In the circumstances, Graeme Hick and captain Adam Hollioake were required to consolidate. They spent 18.5 overs in putting on 75, but England never had the chance to enjoy the traditional happy hour.
Hick had made 45 off 85 balls before Williams, stationed at long-on smartly moved to his left to hold on to a skier.
Even Mark Ealham and Matthew Fleming, effective power hitters in Barbados, could not play in their usual commanding style.
Clayton Lambert launched he West Indies' reply with a typically enterprising 24 off 22 balls before he carelessly chased one from the impeccable Angus Fraser and edged a catch to the 'keeper.

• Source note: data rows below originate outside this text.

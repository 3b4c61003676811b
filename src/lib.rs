pub mod auth;
pub mod configuration;
pub mod domain;
pub mod error;
pub mod middleware;
pub mod routes;
pub mod startup;
pub mod store;
pub mod telemetry;
pub mod validators;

Lara hit the shot-of-the-match Ð a pull off Mark Ealham that landed on the roof of the double-decker Frank Thomas Pavilion Ð before the same bowler gained revenge by having the West Indies captain caught at mid-on from an indiscreet shot.
West Indies passed 100 with two wickets down, the innings built around the restraining Wallace and the consistent Hooper, whose 50 took 75 balls and included two fours and a six off Fraser.
Wallace had also clobbered Fraser for a leg-side six, but he had his stumps hit by Fleming.
Off-spinner Robert Croft gave away little and kept England in contention with ten successive overs which yielded 18 runs and the wicket of Williams, who clipped a catch to mid-wicket.
At that stage, West Indies were 125 for four in the 31st over, but Hopper, Arthurton and Simmons prevented a recurrence of last Wednesday's collapse.
Man-Of-The-Match Hooper spoilt it when he was run out after a mix-up with Arthurton when 38 were needed from eight overs. By then, the outcome was obvious.